Im Sächsischen Bergsteigerbund (SBB) ist man über die Neuigkeit aus Neustadt dennoch völlig aus dem Häuschen. „Das wäre regelrecht revolutionär“, freut sich Reinhard Wobst, langjähriger Boofenexperte in der Arbeitsgruppe Naturschutz des SBB. Seit Jahren wirbt der Bergsteigerbund nämlich im Interesse seiner Klientel im Nationalparkamt so beharrlich wie vergeblich um Lockerung des Feuerverbots unterm Fels. Ein Stück immerhin ist man auch im Nationalpark den Wünschen der Berg- und Wanderfreunde entgegen gekommen: 2006 hat das Bad Schandauer Amt zehn offizielle Feuerstellen in seinem Territorium eingeweiht.
Nationalpark hält sich zurück
Diese liegen jedoch aus Bergsteigersicht zu weit entfernt von jenen Plätzen, wo das Boofen im Nationalpark gestattet ist. Außerdem fürchten Naturschutzinteressierte innerhalb und außerhalb der Bergsportszene, dass diese Feuerstellen wegen ihrer leichten Erreichbarkeit eher problematische Romantiker anlocken – nämlich jugendliche Radaugruppen.

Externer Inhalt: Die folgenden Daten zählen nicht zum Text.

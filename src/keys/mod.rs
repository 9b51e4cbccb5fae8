//! Engine key vocabulary and combo parsing.
//!
//! The vocabulary is embedded in the binary at compile time and loaded once.
//! It defines every modifier and key token a trigger or output combo may use,
//! plus how each token is spelled in the engine's own combo syntax.

use anyhow::{Context, Result};
use regex::Regex;
use serde::{Deserialize, Serialize};
use std::collections::HashMap;
use std::fmt;
use std::sync::OnceLock;
use thiserror::Error;

/// Individual key definition.
#[derive(Debug, Clone, PartialEq, Eq, Serialize, Deserialize)]
pub struct KeyDefinition {
    /// Engine key name (e.g., "a", "left_brace")
    pub code: String,
    /// Display name (e.g., "A", "Left Bracket")
    pub name: String,
    /// Optional description
    #[serde(default)]
    pub description: Option<String>,
    /// Optional regex pattern for families of keys (e.g., F1-F24)
    #[serde(default)]
    pub pattern: Option<String>,
    /// Alternative spellings accepted in rule files
    #[serde(default)]
    pub aliases: Vec<String>,
}

/// Modifier definition.
#[derive(Debug, Clone, PartialEq, Eq, Serialize, Deserialize)]
pub struct ModifierDefinition {
    /// Canonical Mac-style name (e.g., "Cmd")
    pub name: String,
    /// Spelling in the engine's combo syntax (e.g., "Super")
    pub emit: String,
    /// Accepted spellings, lowercase
    #[serde(default)]
    pub aliases: Vec<String>,
}

/// Database schema from keys.json.
#[derive(Debug, Clone, Serialize, Deserialize)]
struct KeyDatabase {
    version: String,
    modifiers: Vec<ModifierDefinition>,
    keys: Vec<KeyDefinition>,
}

/// Key vocabulary with O(1) token lookup.
#[derive(Debug, Clone)]
pub struct KeyDb {
    keys: Vec<KeyDefinition>,
    /// Declaration order is the canonical modifier order
    modifiers: Vec<ModifierDefinition>,
    /// Lowercase key token or alias -> index into `keys`
    key_lookup: HashMap<String, usize>,
    /// Lowercase modifier token or alias -> index into `modifiers`
    modifier_lookup: HashMap<String, usize>,
    /// Compiled patterns for key families
    patterns: Vec<Regex>,
}

static SHARED: OnceLock<KeyDb> = OnceLock::new();

impl KeyDb {
    /// Loads the vocabulary from the embedded JSON file.
    pub fn load() -> Result<Self> {
        let json_data = include_str!("keys.json");
        let db: KeyDatabase =
            serde_json::from_str(json_data).context("Failed to parse embedded keys.json")?;

        let mut key_lookup = HashMap::new();
        let mut patterns = Vec::new();
        for (idx, key) in db.keys.iter().enumerate() {
            key_lookup.insert(key.code.to_lowercase(), idx);
            for alias in &key.aliases {
                key_lookup.insert(alias.to_lowercase(), idx);
            }
            if let Some(pattern) = &key.pattern {
                let regex = Regex::new(pattern)
                    .with_context(|| format!("Invalid key pattern for {}", key.code))?;
                patterns.push(regex);
            }
        }

        let mut modifier_lookup = HashMap::new();
        for (idx, modifier) in db.modifiers.iter().enumerate() {
            modifier_lookup.insert(modifier.name.to_lowercase(), idx);
            for alias in &modifier.aliases {
                modifier_lookup.insert(alias.to_lowercase(), idx);
            }
        }

        Ok(Self {
            keys: db.keys,
            modifiers: db.modifiers,
            key_lookup,
            modifier_lookup,
            patterns,
        })
    }

    /// Returns the process-wide vocabulary, loading it on first use.
    pub fn shared() -> Result<&'static Self> {
        if let Some(db) = SHARED.get() {
            return Ok(db);
        }
        let db = Self::load()?;
        Ok(SHARED.get_or_init(|| db))
    }

    /// Resolves a key token to its engine name.
    ///
    /// Returns `None` for modifiers and unknown tokens.
    #[must_use]
    pub fn resolve_key(&self, token: &str) -> Option<String> {
        let lower = token.to_lowercase();
        if let Some(idx) = self.key_lookup.get(&lower) {
            return self.keys.get(*idx).map(|k| k.code.clone());
        }
        if self.patterns.iter().any(|p| p.is_match(&lower)) {
            return Some(lower);
        }
        None
    }

    /// Resolves a modifier token.
    #[must_use]
    pub fn resolve_modifier(&self, token: &str) -> Option<&ModifierDefinition> {
        self.modifier_index(token).and_then(|idx| self.modifiers.get(idx))
    }

    fn modifier_index(&self, token: &str) -> Option<usize> {
        self.modifier_lookup.get(&token.to_lowercase()).copied()
    }

    /// Returns true if the token is a known key (not a modifier).
    #[must_use]
    pub fn is_key(&self, token: &str) -> bool {
        self.resolve_key(token).is_some()
    }

    /// Parses a `+`-joined combo such as `Cmd+Shift+T`.
    ///
    /// Modifiers are put into vocabulary order, so `Shift+Cmd+T` and
    /// `Cmd+Shift+T` yield the same combo.
    pub fn parse_combo(&self, text: &str) -> Result<Combo, ComboError> {
        let trimmed = text.trim();
        if trimmed.is_empty() {
            return Err(ComboError::Empty);
        }

        let tokens: Vec<&str> = trimmed.split('+').map(str::trim).collect();
        let Some((last, leading)) = tokens.split_last() else {
            return Err(ComboError::Empty);
        };

        let mut indices: Vec<usize> = Vec::with_capacity(leading.len());
        for token in leading {
            if token.is_empty() {
                return Err(ComboError::EmptyToken);
            }
            let Some(idx) = self.modifier_index(token) else {
                if self.is_key(token) {
                    return Err(ComboError::KeyBeforeModifier((*token).to_string()));
                }
                return Err(ComboError::UnknownToken((*token).to_string()));
            };
            if indices.contains(&idx) {
                let name = self.modifiers[idx].name.clone();
                return Err(ComboError::DuplicateModifier(name));
            }
            indices.push(idx);
        }
        indices.sort_unstable();
        let modifiers = indices
            .into_iter()
            .map(|idx| Modifier {
                name: self.modifiers[idx].name.clone(),
                emit: self.modifiers[idx].emit.clone(),
            })
            .collect();

        if last.is_empty() {
            return Err(ComboError::EmptyToken);
        }
        match self.resolve_key(last) {
            Some(key) => Ok(Combo { modifiers, key }),
            None if self.resolve_modifier(last).is_some() => Err(ComboError::MissingKey),
            None => Err(ComboError::UnknownToken((*last).to_string())),
        }
    }
}

/// A resolved modifier inside a combo.
#[derive(Debug, Clone, PartialEq, Eq)]
pub struct Modifier {
    /// Canonical Mac-style name
    pub name: String,
    /// Engine spelling
    pub emit: String,
}

/// A validated key combination: zero or more modifiers and one key.
#[derive(Debug, Clone, PartialEq, Eq)]
pub struct Combo {
    /// Modifiers in canonical order
    pub modifiers: Vec<Modifier>,
    /// Engine key name
    pub key: String,
}

impl Combo {
    /// Spells the combo in the engine's dash syntax (e.g., `Super-Shift-t`).
    #[must_use]
    pub fn to_engine(&self) -> String {
        let mut out = String::new();
        for modifier in &self.modifiers {
            out.push_str(&modifier.emit);
            out.push('-');
        }
        out.push_str(&self.key);
        out
    }
}

impl fmt::Display for Combo {
    fn fmt(&self, f: &mut fmt::Formatter<'_>) -> fmt::Result {
        for modifier in &self.modifiers {
            write!(f, "{}+", modifier.name)?;
        }
        write!(f, "{}", self.key)
    }
}

/// Why a combo string failed syntactic validation.
#[derive(Debug, Clone, PartialEq, Eq, Error)]
pub enum ComboError {
    /// Nothing but whitespace
    #[error("combo is empty")]
    Empty,
    /// `Cmd++T` or a trailing `+`
    #[error("combo contains an empty token")]
    EmptyToken,
    /// Token not in the vocabulary
    #[error("unknown key token '{0}'")]
    UnknownToken(String),
    /// Only modifiers, no final key
    #[error("combo has modifiers but no key")]
    MissingKey,
    /// A key where a modifier was expected
    #[error("key '{0}' must be the last token")]
    KeyBeforeModifier(String),
    /// The same modifier twice
    #[error("modifier '{0}' appears more than once")]
    DuplicateModifier(String),
}

#[cfg(test)]
mod tests {
    use super::*;

    fn db() -> &'static KeyDb {
        KeyDb::shared().expect("Failed to load key database")
    }

    #[test]
    fn test_load_database() {
        let db = KeyDb::load().unwrap();
        assert!(db.modifiers.len() >= 4);
        assert!(('a'..='z').all(|c| db.is_key(&c.to_string())));
        assert!(db.is_key("up"));
    }

    #[test]
    fn test_resolve_key_aliases() {
        assert_eq!(db().resolve_key("Return").as_deref(), Some("enter"));
        assert_eq!(db().resolve_key("[").as_deref(), Some("left_brace"));
        assert_eq!(db().resolve_key("PgUp").as_deref(), Some("page_up"));
        assert_eq!(db().resolve_key("T").as_deref(), Some("t"));
    }

    #[test]
    fn test_resolve_function_key_pattern() {
        assert_eq!(db().resolve_key("F13").as_deref(), Some("f13"));
        assert_eq!(db().resolve_key("f24").as_deref(), Some("f24"));
        assert!(db().resolve_key("f25").is_none());
        assert!(db().resolve_key("f0").is_none());
    }

    #[test]
    fn test_modifiers_are_not_keys() {
        assert!(!db().is_key("Cmd"));
        assert_eq!(db().resolve_modifier("Option").unwrap().emit, "Alt");
        assert_eq!(db().resolve_modifier("command").unwrap().name, "Cmd");
    }

    #[test]
    fn test_parse_combo() {
        let combo = db().parse_combo("Cmd+Shift+T").unwrap();
        assert_eq!(combo.key, "t");
        assert_eq!(combo.to_engine(), "Super-Shift-t");
        assert_eq!(combo.to_string(), "Cmd+Shift+t");

        let reordered = db().parse_combo("Shift+Cmd+T").unwrap();
        assert_eq!(reordered, combo);
        assert_eq!(reordered.to_engine(), "Super-Shift-t");

        let bare = db().parse_combo("esc").unwrap();
        assert!(bare.modifiers.is_empty());
        assert_eq!(bare.to_engine(), "esc");
    }

    #[test]
    fn test_parse_combo_errors() {
        assert_eq!(db().parse_combo("  "), Err(ComboError::Empty));
        assert_eq!(db().parse_combo("Cmd++T"), Err(ComboError::EmptyToken));
        assert_eq!(db().parse_combo("Cmd+"), Err(ComboError::EmptyToken));
        assert_eq!(db().parse_combo("Cmd+Shift"), Err(ComboError::MissingKey));
        assert_eq!(
            db().parse_combo("Hyper+T"),
            Err(ComboError::UnknownToken("Hyper".to_string()))
        );
        assert_eq!(
            db().parse_combo("T+Cmd"),
            Err(ComboError::KeyBeforeModifier("T".to_string()))
        );
        assert_eq!(
            db().parse_combo("Cmd+Super+T"),
            Err(ComboError::DuplicateModifier("Cmd".to_string()))
        );
    }
}
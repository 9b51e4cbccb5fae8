//! CLI command handlers for macmap.
//!
//! Each subcommand is a clap `Args` struct with an `execute` method returning
//! [`CliResult`]; `main` maps errors to exit codes.

pub mod common;
pub mod compile;
pub mod detect;
pub mod reload;
pub mod run;
pub mod status;
pub mod stop;
pub mod validate;

// Re-export types used by main.rs and tests
pub use common::{CliError, CliResult, ExitCode};
pub use compile::CompileArgs;
pub use detect::DetectArgs;
pub use reload::ReloadArgs;
pub use run::RunArgs;
pub use status::StatusArgs;
pub use stop::StopArgs;
pub use validate::ValidateArgs;
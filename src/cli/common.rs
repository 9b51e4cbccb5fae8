//! Shared CLI types: errors, exit codes, JSON responses and lookups.

use crate::config::Config;
use crate::daemon::files;
use crate::platform::{DisplayServer, ForcedSession, PlatformDetector, SystemEnvironment};
use crate::store::TomlRuleStore;
use clap::{Args, ValueEnum};
use serde::Serialize;
use std::fmt;
use std::path::{Path, PathBuf};

/// Process exit codes.
#[derive(Debug, Clone, Copy, PartialEq, Eq)]
#[repr(i32)]
pub enum ExitCode {
    /// Command succeeded
    Success = 0,
    /// Invalid rules, configuration or arguments
    ValidationError = 1,
    /// File system or process I/O failed
    IoError = 2,
    /// No daemon is running
    NotRunning = 3,
    /// The daemon ended in `Failed`
    DaemonFailed = 4,
}

impl ExitCode {
    /// Numeric code for `std::process::exit`.
    #[must_use]
    pub const fn code(self) -> i32 {
        self as i32
    }
}

/// Error returned by command handlers.
#[derive(Debug, Clone, PartialEq, Eq)]
pub struct CliError {
    /// Exit code to terminate with
    pub kind: ExitCode,
    /// Message printed to stderr
    pub message: String,
}

impl CliError {
    /// Validation failure (exit 1).
    pub fn validation(message: impl Into<String>) -> Self {
        Self {
            kind: ExitCode::ValidationError,
            message: message.into(),
        }
    }

    /// I/O failure (exit 2).
    pub fn io(message: impl Into<String>) -> Self {
        Self {
            kind: ExitCode::IoError,
            message: message.into(),
        }
    }

    /// No daemon to talk to (exit 3).
    pub fn not_running(message: impl Into<String>) -> Self {
        Self {
            kind: ExitCode::NotRunning,
            message: message.into(),
        }
    }

    /// The daemon failed (exit 4).
    pub fn daemon_failed(message: impl Into<String>) -> Self {
        Self {
            kind: ExitCode::DaemonFailed,
            message: message.into(),
        }
    }

    /// Exit code for this error.
    #[must_use]
    pub const fn exit_code(&self) -> i32 {
        self.kind.code()
    }
}

impl fmt::Display for CliError {
    fn fmt(&self, f: &mut fmt::Formatter<'_>) -> fmt::Result {
        write!(f, "{}", self.message)
    }
}

impl std::error::Error for CliError {}

/// Result type for command handlers.
pub type CliResult<T> = Result<T, CliError>;

/// JSON output of `validate`.
#[derive(Debug, Serialize)]
pub struct ValidationResponse {
    /// True when no rule has an error
    pub valid: bool,
    /// Number of user rules checked
    pub rules: usize,
    /// Errors and warnings
    pub errors: Vec<ValidationMessage>,
}

/// One error or warning.
#[derive(Debug, Serialize)]
pub struct ValidationMessage {
    /// "error" or "warning"
    pub severity: String,
    /// Human-readable message
    pub message: String,
    /// Where the problem is, when it belongs to a rule
    #[serde(skip_serializing_if = "Option::is_none")]
    pub location: Option<ValidationLocation>,
}

/// Rule position of a message.
#[derive(Debug, Serialize)]
pub struct ValidationLocation {
    /// Layer name
    pub layer: String,
    /// 1-based rule index within the layer
    pub rule: usize,
    /// Trigger as written
    pub trigger: String,
}

/// Prints `value` as pretty JSON on stdout.
pub fn print_json<T: Serialize>(value: &T) -> CliResult<()> {
    let json = serde_json::to_string_pretty(value)
        .map_err(|e| CliError::io(format!("Failed to serialize JSON: {e}")))?;
    println!("{json}");
    Ok(())
}

/// Options locating the daemon's settings and runtime directory.
#[derive(Debug, Clone, Default, Args)]
pub struct DaemonLocation {
    /// Settings file (default: ~/.config/macmap/config.toml)
    #[arg(short, long, value_name = "FILE")]
    pub config: Option<PathBuf>,

    /// Runtime directory holding the pid and status files
    #[arg(long, value_name = "DIR")]
    pub runtime_dir: Option<PathBuf>,
}

impl DaemonLocation {
    /// Loads settings, applying the runtime directory override.
    pub fn load_config(&self) -> CliResult<Config> {
        let mut config = match &self.config {
            Some(path) => Config::load_from(path),
            None => Config::load(),
        }
        .map_err(|e| CliError::validation(format!("Failed to load configuration: {e:#}")))?;

        if let Some(dir) = &self.runtime_dir {
            config.paths.runtime_dir = Some(dir.clone());
        }
        Ok(config)
    }

    /// Pid of the running daemon.
    pub fn running_pid(&self) -> CliResult<(i32, PathBuf)> {
        let runtime_dir = self.load_config()?.paths.resolved_runtime_dir();
        match files::running_daemon(&runtime_dir) {
            Some(pid) => Ok((pid, runtime_dir)),
            None => Err(CliError::not_running(format!(
                "No daemon running (runtime dir: {})",
                runtime_dir.display()
            ))),
        }
    }
}

/// Rules file store: the explicit path, else the configured or default one.
pub fn rule_store(config: &Config, rules: Option<&Path>) -> CliResult<TomlRuleStore> {
    TomlRuleStore::locate(rules.or(config.paths.rules_file.as_deref()))
        .map_err(|e| CliError::io(format!("Failed to locate rules file: {e:#}")))
}

/// Display server chosen on the command line.
#[derive(Debug, Clone, Copy, PartialEq, Eq, ValueEnum)]
pub enum SessionArg {
    /// X11 session
    X11,
    /// Wayland session
    Wayland,
}

/// Detector over the real environment, optionally forcing the display server.
#[must_use]
pub fn detector(session: Option<SessionArg>) -> PlatformDetector {
    match session {
        None => PlatformDetector::system(),
        Some(SessionArg::X11) => {
            PlatformDetector::new(ForcedSession::new(SystemEnvironment, DisplayServer::X11))
        }
        Some(SessionArg::Wayland) => {
            PlatformDetector::new(ForcedSession::new(SystemEnvironment, DisplayServer::Wayland))
        }
    }
}

#[cfg(test)]
mod tests {
    use super::*;

    #[test]
    fn test_exit_codes() {
        assert_eq!(CliError::validation("x").exit_code(), 1);
        assert_eq!(CliError::io("x").exit_code(), 2);
        assert_eq!(CliError::not_running("x").exit_code(), 3);
        assert_eq!(CliError::daemon_failed("x").exit_code(), 4);
        assert_eq!(ExitCode::Success.code(), 0);
    }
}
//! Remapping engine processes.
//!
//! The daemon only sees the engine through [`EngineLauncher`]: it hands over
//! a [`LaunchSpec`] and gets back an [`EngineHandle`] whose exit is observed
//! asynchronously, so the control loop never blocks on the child.
//!
//! [`ScriptedLauncher`] is a public stand-in engine. `macmap run --dry-run`
//! uses it, and it backs the daemon tests.

mod process;
mod scripted;

pub use process::ProcessLauncher;
pub use scripted::{ScriptedBehavior, ScriptedLauncher};

use crate::config::EngineConfig;
use crate::constants::{ENV_ARCH, ENV_COMPOSITOR, ENV_DESKTOP, ENV_SESSION_TYPE};
use crate::error::DaemonError;
use crate::platform::PlatformFacts;
use async_trait::async_trait;
use std::fmt;
use std::io;
use std::path::Path;
use tokio::sync::oneshot;

/// Everything needed to start the engine.
#[derive(Debug, Clone, PartialEq, Eq)]
pub struct LaunchSpec {
    /// Executable
    pub program: String,
    /// Full argument list, artifact path included
    pub args: Vec<String>,
    /// Variables added to the inherited environment
    pub env: Vec<(String, String)>,
}

impl LaunchSpec {
    /// Builds `<program> <args...> <config_flag> <artifact>` with the session
    /// facts exported in the environment.
    #[must_use]
    pub fn new(engine: &EngineConfig, artifact: &Path, facts: &PlatformFacts) -> Self {
        let mut args = engine.args.clone();
        args.push(engine.config_flag.clone());
        args.push(artifact.display().to_string());

        let env = vec![
            (ENV_SESSION_TYPE.to_string(), facts.display_server.to_string()),
            (ENV_COMPOSITOR.to_string(), facts.compositor.clone()),
            (ENV_DESKTOP.to_string(), facts.desktop_environment.clone()),
            (ENV_ARCH.to_string(), facts.architecture.to_string()),
            ("XDG_SESSION_TYPE".to_string(), facts.display_server.to_string()),
        ];

        Self {
            program: engine.program.clone(),
            args,
            env,
        }
    }

    /// Value of an exported variable.
    #[must_use]
    pub fn env_var(&self, name: &str) -> Option<&str> {
        self.env
            .iter()
            .find(|(k, _)| k == name)
            .map(|(_, v)| v.as_str())
    }
}

/// How an engine process ended.
#[derive(Debug, Clone, Copy, PartialEq, Eq)]
pub enum EngineExit {
    /// Normal exit with a status code
    Code(i32),
    /// Terminated by a signal
    Signal(i32),
    /// Exit status could not be read
    Unknown,
}

impl EngineExit {
    /// Exit code, if the process exited normally.
    #[must_use]
    pub const fn code(self) -> Option<i32> {
        match self {
            Self::Code(code) => Some(code),
            _ => None,
        }
    }

    /// True for a clean `exit(0)`.
    #[must_use]
    pub const fn is_success(self) -> bool {
        matches!(self, Self::Code(0))
    }
}

impl fmt::Display for EngineExit {
    fn fmt(&self, f: &mut fmt::Formatter<'_>) -> fmt::Result {
        match self {
            Self::Code(code) => write!(f, "exit code {code}"),
            Self::Signal(sig) => write!(f, "signal {sig}"),
            Self::Unknown => write!(f, "unknown exit status"),
        }
    }
}

/// Delivers stop requests to a running engine.
pub trait EngineSignaller: Send + Sync {
    /// Graceful stop request (SIGTERM).
    fn terminate(&self) -> io::Result<()>;

    /// Forced stop (SIGKILL).
    fn kill(&self) -> io::Result<()>;
}

/// A started engine.
pub struct EngineHandle {
    /// OS process id, when there is one
    pub pid: Option<u32>,
    /// Resolves once the process has exited
    pub exit: oneshot::Receiver<EngineExit>,
    signaller: Box<dyn EngineSignaller>,
}

impl fmt::Debug for EngineHandle {
    fn fmt(&self, f: &mut fmt::Formatter<'_>) -> fmt::Result {
        f.debug_struct("EngineHandle")
            .field("pid", &self.pid)
            .finish_non_exhaustive()
    }
}

impl EngineHandle {
    /// Wraps an exit receiver and a signaller.
    pub fn new(
        pid: Option<u32>,
        exit: oneshot::Receiver<EngineExit>,
        signaller: impl EngineSignaller + 'static,
    ) -> Self {
        Self {
            pid,
            exit,
            signaller: Box::new(signaller),
        }
    }

    /// Asks the engine to stop.
    pub fn terminate(&self) -> io::Result<()> {
        self.signaller.terminate()
    }

    /// Forces the engine to stop.
    pub fn kill(&self) -> io::Result<()> {
        self.signaller.kill()
    }
}

/// Starts engine processes.
#[async_trait]
pub trait EngineLauncher: Send + Sync {
    /// Runs once per session before the first launch. Best effort: problems
    /// are logged, never fatal.
    async fn prepare(&self, _facts: &PlatformFacts) {}

    /// Spawns the engine. Must be called inside a tokio runtime.
    fn launch(&self, spec: &LaunchSpec) -> Result<EngineHandle, DaemonError>;
}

Feten an der vom Nationalpark eingerichteten Feuerschale am Hockstein sind bekannt.
Die einzige Ausnahme, die das Amt bislang in unmittelbarer Nähe zum Fels macht, sind die jährlichen Gedenkveranstaltungen des SBB zum Totensonntag auf der Hohen Liebe, in deren Zuge die Bergsteiger zum Großen Dom wandern und die Feierlichkeit dort am Lagerfeuer ausklingen lassen dürfen.
Skrupel gegen eine Lockerung des Verbots hegt der Nationalpark nicht nur wegen der befürchteten Zerstörung von Fels-Biotopen durch Hitze und Rauch: In den Schrammsteinen wurden im Juni 2006 zudem 1,2 Hektar Wald Opfer eines Großfeuers, 2007 brannte es im Großen Zschand. Die Ursachen sind jedoch ungeklärt. Einen Zusammenhang zum Boofen könne man nicht eindeutig herstellen, sagt Nationalparksprecher Hanspeter Mayr. 30 Bußgeldverfahren hat sein Amt wegen illegaler Feuerei im vorigen Jahr eingeleitet, 90 Prozent für Lagerfeuer in Boofen. In einer weitaus größeren Zahl von Fällen dürften die Waldhüter das Nachsehen gehabt – oder ein Auge zugedrückt haben.
*Boofen sind Plätze, meist unter Felsüberhängen, die von Wanderern und Bergsteigern für das Übernachten im Freien genutzt werden.